At the end of the day, Packer seems to rule them all – coping as it does with simple installation scripts and being able to then target the build for any required platform. The project homepage is here: Berkeley Common Environment and the github repo here: Berkeley Common Environment (Github).

The paper also reviewed another common environment – OSGeo. Once again built on top of a common Linux base, well documented shell scripts are used to define package installations: “[n]otably, the project uses none of the recent DevOps tools. OSGeo-Live is instead configured using simple and modular combinations of Python, Perl and shell scripts, along with clear install conventions and examples. Documentation is given high priority. … Scripts may call package managers, and generally have few constraints (apart from conventions like keeping recipes contained to a particular directory)”. In addition, “[s]ome concerns, like port number usage, have to be explicitly managed at a global level”. This approach contrasts with the approach reviewed in Distributing Software to Students in a BYOD Environment where Debian metapackages were used to create a common environment installation route.

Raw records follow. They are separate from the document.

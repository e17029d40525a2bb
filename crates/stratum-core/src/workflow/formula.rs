//! Arithmetic formulas for `data_transformation` steps.
//!
//! Grammar (standard precedence, left-associative):
//!
//! ```text
//! expr   := term (('+' | '-') term)*
//! term   := unary (('*' | '/') unary)*
//! unary  := ('-' | '+') unary | atom
//! atom   := NUMBER | '{' path '}' | '{{' path '}}' | '(' expr ')'
//! ```
//!
//! Positions in errors are 1-based character columns. Formulas are capped
//! at [`MAX_FORMULA_LEN`] characters and [`MAX_NESTING`] levels of
//! parentheses and signs.

use super::template::{ResolutionError, lookup};
use super::variables::{VariableStore, value_as_f64, value_to_text};

/// Longest accepted formula, in characters.
pub const MAX_FORMULA_LEN: usize = 4096;

/// Deepest accepted nesting of parentheses and unary signs.
pub const MAX_NESTING: usize = 64;

// ---------------------------------------------------------------------------
// AST
// ---------------------------------------------------------------------------

#[derive(Debug, Clone, Copy, PartialEq, Eq)]
enum BinaryOp {
    Add,
    Sub,
    Mul,
    Div,
}

#[derive(Debug, Clone, PartialEq)]
enum Expr {
    Number(f64),
    Variable(String),
    Negate(Box<Expr>),
    Binary {
        op: BinaryOp,
        lhs: Box<Expr>,
        rhs: Box<Expr>,
        position: usize,
    },
}

/// A parsed formula, ready to evaluate against any store.
#[derive(Debug, Clone, PartialEq)]
pub struct Formula {
    expr: Expr,
}

impl Formula {
    pub fn parse(source: &str) -> Result<Self, ResolutionError> {
        let len = source.chars().count();
        if len > MAX_FORMULA_LEN {
            return Err(syntax(
                MAX_FORMULA_LEN + 1,
                format!("formula longer than {MAX_FORMULA_LEN} characters"),
            ));
        }
        let tokens = tokenize(source)?;
        let mut parser = Parser {
            tokens,
            pos: 0,
            depth: 0,
            end: len + 1,
        };
        let expr = parser.expr()?;
        if let Some(tok) = parser.peek() {
            return Err(syntax(tok.position, format!("unexpected {}", tok.kind.describe())));
        }
        Ok(Self { expr })
    }

    /// Variable paths the formula reads, in order of appearance.
    pub fn references(&self) -> Vec<String> {
        let mut out = Vec::new();
        collect_refs(&self.expr, &mut out);
        out
    }

    pub fn evaluate(&self, store: &VariableStore) -> Result<f64, ResolutionError> {
        let result = eval(&self.expr, store)?;
        if result.is_finite() {
            Ok(result)
        } else {
            Err(ResolutionError::NonFinite)
        }
    }
}

/// Parse and evaluate in one go.
pub fn evaluate(source: &str, store: &VariableStore) -> Result<f64, ResolutionError> {
    Formula::parse(source)?.evaluate(store)
}

fn collect_refs(expr: &Expr, out: &mut Vec<String>) {
    match expr {
        Expr::Number(_) => {}
        Expr::Variable(path) => out.push(path.clone()),
        Expr::Negate(inner) => collect_refs(inner, out),
        Expr::Binary { lhs, rhs, .. } => {
            collect_refs(lhs, out);
            collect_refs(rhs, out);
        }
    }
}

fn eval(expr: &Expr, store: &VariableStore) -> Result<f64, ResolutionError> {
    match expr {
        Expr::Number(n) => Ok(*n),
        Expr::Variable(path) => {
            let value = lookup(path, store)?;
            value_as_f64(value).ok_or_else(|| ResolutionError::NotANumber {
                field: format!("formula variable '{path}'"),
                value: value_to_text(value),
            })
        }
        Expr::Negate(inner) => Ok(-eval(inner, store)?),
        Expr::Binary {
            op,
            lhs,
            rhs,
            position,
        } => {
            let a = eval(lhs, store)?;
            let b = eval(rhs, store)?;
            match op {
                BinaryOp::Add => Ok(a + b),
                BinaryOp::Sub => Ok(a - b),
                BinaryOp::Mul => Ok(a * b),
                BinaryOp::Div if b == 0.0 => Err(ResolutionError::DivisionByZero {
                    position: *position,
                }),
                BinaryOp::Div => Ok(a / b),
            }
        }
    }
}

fn syntax(position: usize, message: impl Into<String>) -> ResolutionError {
    ResolutionError::FormulaSyntax {
        position,
        message: message.into(),
    }
}

// ---------------------------------------------------------------------------
// Lexer
// ---------------------------------------------------------------------------

#[derive(Debug, Clone, PartialEq)]
enum TokenKind {
    Number(f64),
    Variable(String),
    Op(BinaryOp),
    LParen,
    RParen,
}

impl TokenKind {
    fn describe(&self) -> String {
        match self {
            TokenKind::Number(n) => format!("number {n}"),
            TokenKind::Variable(p) => format!("variable '{p}'"),
            TokenKind::Op(op) => format!(
                "operator '{}'",
                match op {
                    BinaryOp::Add => '+',
                    BinaryOp::Sub => '-',
                    BinaryOp::Mul => '*',
                    BinaryOp::Div => '/',
                }
            ),
            TokenKind::LParen => "'('".to_string(),
            TokenKind::RParen => "')'".to_string(),
        }
    }
}

#[derive(Debug, Clone, PartialEq)]
struct Token {
    kind: TokenKind,
    position: usize,
}

fn tokenize(source: &str) -> Result<Vec<Token>, ResolutionError> {
    let chars: Vec<char> = source.chars().collect();
    let mut tokens = Vec::new();
    let mut i = 0;

    while i < chars.len() {
        let c = chars[i];
        let position = i + 1;
        let kind = match c {
            c if c.is_whitespace() => {
                i += 1;
                continue;
            }
            '+' => TokenKind::Op(BinaryOp::Add),
            '-' => TokenKind::Op(BinaryOp::Sub),
            '*' => TokenKind::Op(BinaryOp::Mul),
            '/' => TokenKind::Op(BinaryOp::Div),
            '(' => TokenKind::LParen,
            ')' => TokenKind::RParen,
            '{' => {
                let double = chars.get(i + 1) == Some(&'{');
                let start = if double { i + 2 } else { i + 1 };
                let close = if double { "}}" } else { "}" };
                let rest: String = chars[start..].iter().collect();
                let Some(end) = rest.find(close) else {
                    return Err(syntax(position, "unclosed variable reference"));
                };
                let path = rest[..end].trim();
                if path.is_empty() {
                    return Err(syntax(position, "empty variable reference"));
                }
                let consumed = rest[..end].chars().count() + close.len();
                tokens.push(Token {
                    kind: TokenKind::Variable(path.to_string()),
                    position,
                });
                i = start + consumed;
                continue;
            }
            c if c.is_ascii_digit() || c == '.' => {
                let start = i;
                while i < chars.len() && (chars[i].is_ascii_digit() || chars[i] == '.') {
                    i += 1;
                }
                let text: String = chars[start..i].iter().collect();
                let n = text
                    .parse::<f64>()
                    .map_err(|_| syntax(position, format!("invalid number '{text}'")))?;
                tokens.push(Token {
                    kind: TokenKind::Number(n),
                    position,
                });
                continue;
            }
            other => return Err(syntax(position, format!("unexpected character '{other}'"))),
        };
        tokens.push(Token { kind, position });
        i += 1;
    }
    Ok(tokens)
}

// ---------------------------------------------------------------------------
// Parser
// ---------------------------------------------------------------------------

struct Parser {
    tokens: Vec<Token>,
    pos: usize,
    depth: usize,
    /// Position reported for "unexpected end of formula".
    end: usize,
}

impl Parser {
    fn peek(&self) -> Option<&Token> {
        self.tokens.get(self.pos)
    }

    fn next(&mut self) -> Option<Token> {
        let tok = self.tokens.get(self.pos).cloned();
        if tok.is_some() {
            self.pos += 1;
        }
        tok
    }

    fn peek_op(&self, ops: &[BinaryOp]) -> Option<(BinaryOp, usize)> {
        match self.peek() {
            Some(Token {
                kind: TokenKind::Op(op),
                position,
            }) if ops.contains(op) => Some((*op, *position)),
            _ => None,
        }
    }

    fn expr(&mut self) -> Result<Expr, ResolutionError> {
        let mut lhs = self.term()?;
        while let Some((op, position)) = self.peek_op(&[BinaryOp::Add, BinaryOp::Sub]) {
            self.pos += 1;
            let rhs = self.term()?;
            lhs = Expr::Binary {
                op,
                lhs: Box::new(lhs),
                rhs: Box::new(rhs),
                position,
            };
        }
        Ok(lhs)
    }

    fn term(&mut self) -> Result<Expr, ResolutionError> {
        let mut lhs = self.unary()?;
        while let Some((op, position)) = self.peek_op(&[BinaryOp::Mul, BinaryOp::Div]) {
            self.pos += 1;
            let rhs = self.unary()?;
            lhs = Expr::Binary {
                op,
                lhs: Box::new(lhs),
                rhs: Box::new(rhs),
                position,
            };
        }
        Ok(lhs)
    }

    fn descend(&mut self, position: usize) -> Result<(), ResolutionError> {
        self.depth += 1;
        if self.depth > MAX_NESTING {
            return Err(syntax(position, "formula nested too deeply"));
        }
        Ok(())
    }

    fn unary(&mut self) -> Result<Expr, ResolutionError> {
        match self.peek_op(&[BinaryOp::Sub, BinaryOp::Add]) {
            Some((op, position)) => {
                self.pos += 1;
                self.descend(position)?;
                let inner = self.unary()?;
                self.depth -= 1;
                Ok(match op {
                    BinaryOp::Sub => Expr::Negate(Box::new(inner)),
                    _ => inner,
                })
            }
            None => self.atom(),
        }
    }

    fn atom(&mut self) -> Result<Expr, ResolutionError> {
        let Some(tok) = self.next() else {
            return Err(syntax(self.end, "unexpected end of formula"));
        };
        match tok.kind {
            TokenKind::Number(n) => Ok(Expr::Number(n)),
            TokenKind::Variable(path) => Ok(Expr::Variable(path)),
            TokenKind::LParen => {
                self.descend(tok.position)?;
                let inner = self.expr()?;
                self.depth -= 1;
                match self.next() {
                    Some(Token {
                        kind: TokenKind::RParen,
                        ..
                    }) => Ok(inner),
                    Some(other) => Err(syntax(
                        other.position,
                        format!("expected ')' but found {}", other.kind.describe()),
                    )),
                    None => Err(syntax(self.end, "missing ')'")),
                }
            }
            other => Err(syntax(tok.position, format!("unexpected {}", other.describe()))),
        }
    }
}

// ---------------------------------------------------------------------------
// Tests
// ---------------------------------------------------------------------------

The idea of a common environment is a good one, and that would work particularly well in a curriculum such as Computing, I think? One main difference between the BCE approach and the TM351 approach is that BCE is self-contained and runs a desktop environment within the VM, whereas the TM351 environment uses a headless VM and follows more of a microservice approach that publishes HTML based service UIs via http ports that can be viewed in a browser. One disadvantage of the latter approach is that you need to keep a more careful eye on port assignments (in the event of collisions) when running the VM locally.